Niko quis perguntar mais. Mas havia algo nos olhos dela… um peso que não combinava com a Evelyn que ele conhecia. Era como se um pedaço dela tivesse sido arrancado naquele tal “maldito dia”. E ele sabia que não seria certo forçar mais do que isso.
— Que assunto é esse?
— …A Guerra Incompleta…
O silêncio se instaurou durante um momento. Niko entendeu. Ou ao menos entendeu o suficiente. Traumas. Perdas. Memórias que doem demais para virarem palavras.
— Sinto muito por tudo que você passou. — disse ele, colocando a mão sobre o ombro dela.
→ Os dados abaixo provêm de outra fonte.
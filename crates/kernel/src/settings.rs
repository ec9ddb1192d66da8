use std::path::PathBuf;

use anyhow::{anyhow, bail, Context};
use serde::Deserialize;

const DEFAULT_ENV: &str = "local";
const ENV_VAR_NAME: &str = "BOOKSTORE_ENV";
const CONFIG_DIR_ENV: &str = "BOOKSTORE_CONFIG_DIR";
const ENV_PREFIX: &str = "BOOKSTORE";

/// Signing secret used when nothing else is configured. Refused in production.
pub const DEFAULT_JWT_SECRET: &str = "insecure-development-secret";

/// Deployment environment the application is running in.
#[derive(Debug, Clone, Deserialize, PartialEq, Eq, Default)]
#[serde(rename_all = "lowercase")]
pub enum Environment {
    #[default]
    Local,
    Staging,
    Production,
}

impl std::str::FromStr for Environment {
    type Err = anyhow::Error;

    fn from_str(value: &str) -> Result<Self, Self::Err> {
        match value {
            "local" => Ok(Environment::Local),
            "staging" => Ok(Environment::Staging),
            "production" => Ok(Environment::Production),
            other => Err(anyhow!(
                "unsupported environment '{}'; expected local/staging/production",
                other
            )),
        }
    }
}

/// Top-level configuration structure loaded from layered sources.
#[derive(Debug, Clone, Deserialize, Default)]
pub struct Settings {
    #[serde(default)]
    pub environment: Environment,
    #[serde(default)]
    pub server: ServerSettings,
    #[serde(default)]
    pub database: DatabaseSettings,
    #[serde(default)]
    pub telemetry: TelemetrySettings,
    #[serde(default)]
    pub auth: AuthSettings,
    #[serde(default)]
    pub books: BookSettings,
    #[serde(default)]
    pub media: MediaSettings,
}

impl Settings {
    /// Load configuration by layering `.env`, base file, environment overlay
    /// and `BOOKSTORE_*` variables (`__` separates nested keys, e.g.
    /// `BOOKSTORE_DATABASE__URL`).
    pub fn load() -> anyhow::Result<Self> {
        // Allow missing `.env` files without failing.
        let _ = dotenvy::dotenv();

        let environment: Environment = std::env::var(ENV_VAR_NAME)
            .unwrap_or_else(|_| DEFAULT_ENV.to_string())
            .parse()?;

        let config_dir = match std::env::var(CONFIG_DIR_ENV) {
            Ok(dir) => PathBuf::from(dir),
            Err(_) => std::env::current_dir()
                .context("unable to resolve current directory")?
                .join("config"),
        };

        let environment_file = match environment {
            Environment::Local => "local.toml",
            Environment::Staging => "staging.toml",
            Environment::Production => "production.toml",
        };

        let cfg = config::Config::builder()
            .add_source(config::File::from(config_dir.join("base.toml")).required(false))
            .add_source(config::File::from(config_dir.join(environment_file)).required(false))
            .add_source(
                config::Environment::with_prefix(ENV_PREFIX)
                    .prefix_separator("_")
                    .separator("__"),
            )
            .build()
            .context("failed to build configuration")?;

        let mut settings: Settings = cfg
            .try_deserialize()
            .context("failed to deserialize configuration")?;

        settings.environment = environment;
        settings.validate()?;

        Ok(settings)
    }

    /// Reject combinations that are only acceptable during development.
    pub fn validate(&self) -> anyhow::Result<()> {
        if self.environment == Environment::Production && self.auth.jwt_secret == DEFAULT_JWT_SECRET
        {
            bail!("auth.jwt_secret must be set explicitly in production");
        }
        if self.auth.access_token_ttl_secs <= 0 || self.auth.refresh_token_ttl_secs <= 0 {
            bail!("token lifetimes must be positive");
        }
        Ok(())
    }
}

#[derive(Debug, Clone, Deserialize)]
pub struct ServerSettings {
    #[serde(default = "ServerSettings::default_host")]
    pub host: String,
    #[serde(default = "ServerSettings::default_port")]
    pub port: u16,
    #[serde(default = "ServerSettings::default_request_timeout_ms")]
    pub request_timeout_ms: u64,
}

impl ServerSettings {
    fn default_host() -> String {
        "0.0.0.0".to_string()
    }

    fn default_port() -> u16 {
        8080
    }

    fn default_request_timeout_ms() -> u64 {
        15000
    }
}

impl Default for ServerSettings {
    fn default() -> Self {
        Self {
            host: Self::default_host(),
            port: Self::default_port(),
            request_timeout_ms: Self::default_request_timeout_ms(),
        }
    }
}

#[derive(Debug, Clone, Deserialize)]
pub struct DatabaseSettings {
    #[serde(default = "DatabaseSettings::default_url")]
    pub url: String,
    #[serde(default = "DatabaseSettings::default_max_connections")]
    pub max_connections: u32,
}

impl DatabaseSettings {
    fn default_url() -> String {
        "sqlite://bookstore.db".to_string()
    }

    fn default_max_connections() -> u32 {
        5
    }

    /// Settings for a throwaway in-memory database.
    pub fn in_memory() -> Self {
        Self {
            url: "sqlite::memory:".to_string(),
            max_connections: 1,
        }
    }
}

impl Default for DatabaseSettings {
    fn default() -> Self {
        Self {
            url: Self::default_url(),
            max_connections: Self::default_max_connections(),
        }
    }
}

#[derive(Debug, Clone, Deserialize)]
pub struct TelemetrySettings {
    #[serde(default)]
    pub log_format: LogFormat,
    /// Fallback filter directive when `RUST_LOG` is unset
    #[serde(default = "TelemetrySettings::default_log_filter")]
    pub log_filter: String,
}

impl TelemetrySettings {
    fn default_log_filter() -> String {
        "info,sqlx=warn".to_string()
    }
}

impl Default for TelemetrySettings {
    fn default() -> Self {
        Self {
            log_format: LogFormat::Pretty,
            log_filter: Self::default_log_filter(),
        }
    }
}

#[derive(Debug, Clone, Deserialize, PartialEq, Eq, Default)]
#[serde(rename_all = "lowercase")]
pub enum LogFormat {
    #[default]
    Pretty,
    Json,
}

#[derive(Debug, Clone, Deserialize)]
pub struct AuthSettings {
    #[serde(default = "AuthSettings::default_jwt_secret")]
    pub jwt_secret: String,
    #[serde(default = "AuthSettings::default_access_ttl")]
    pub access_token_ttl_secs: i64,
    #[serde(default = "AuthSettings::default_refresh_ttl")]
    pub refresh_token_ttl_secs: i64,
}

impl AuthSettings {
    fn default_jwt_secret() -> String {
        DEFAULT_JWT_SECRET.to_string()
    }

    fn default_access_ttl() -> i64 {
        5 * 60
    }

    fn default_refresh_ttl() -> i64 {
        24 * 60 * 60
    }
}

impl Default for AuthSettings {
    fn default() -> Self {
        Self {
            jwt_secret: Self::default_jwt_secret(),
            access_token_ttl_secs: Self::default_access_ttl(),
            refresh_token_ttl_secs: Self::default_refresh_ttl(),
        }
    }
}

/// Rules applied to uploaded book files.
#[derive(Debug, Clone, Deserialize)]
pub struct BookSettings {
    /// Lower-case extensions including the leading dot
    #[serde(default = "BookSettings::default_extensions")]
    pub file_valid_extensions: Vec<String>,
    #[serde(default = "BookSettings::default_size_limit_mb")]
    pub file_size_limit_mb: u64,
}

impl BookSettings {
    fn default_extensions() -> Vec<String> {
        [".pdf", ".epub", ".mobi"]
            .iter()
            .map(|ext| ext.to_string())
            .collect()
    }

    fn default_size_limit_mb() -> u64 {
        10
    }

    pub fn file_size_limit_bytes(&self) -> u64 {
        self.file_size_limit_mb * 1024 * 1024
    }
}

impl Default for BookSettings {
    fn default() -> Self {
        Self {
            file_valid_extensions: Self::default_extensions(),
            file_size_limit_mb: Self::default_size_limit_mb(),
        }
    }
}

#[derive(Debug, Clone, Deserialize)]
pub struct MediaSettings {
    /// Directory uploaded files are written to
    #[serde(default = "MediaSettings::default_root")]
    pub root: PathBuf,
    /// Public URL prefix the media directory is served under
    #[serde(default = "MediaSettings::default_url_prefix")]
    pub url_prefix: String,
}

impl MediaSettings {
    fn default_root() -> PathBuf {
        PathBuf::from("media")
    }

    fn default_url_prefix() -> String {
        "/media".to_string()
    }

    /// Public URL for a file stored relative to the media root.
    pub fn url_for(&self, relative: &str) -> String {
        format!(
            "{}/{}",
            self.url_prefix.trim_end_matches('/'),
            relative.trim_start_matches('/')
        )
    }
}

impl Default for MediaSettings {
    fn default() -> Self {
        Self {
            root: Self::default_root(),
            url_prefix: Self::default_url_prefix(),
        }
    }
}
Ela não respondeu de imediato. Apenas assentiu com a cabeça e fechou os olhos por um instante, deixando o frio da noite levar embora o que ainda restava daquela lembrança.
— Obrigada, Niko.
O resto da viagem foi silencioso — mas não o mesmo tipo de silêncio de antes. Agora era um silêncio mais leve, como se ambos estivessem finalmente à vontade um com o outro. Um silêncio confortável.
Evelyn acabou cochilando, sentada, com a cabeça pendendo levemente para o lado. Já Niko se manteve acordado, olhando a estrada escura à frente, onde a luz da lanterna balançava devagar na medida que se aproximavam da capital. E, pela primeira vez, ele não se sentiu perdido.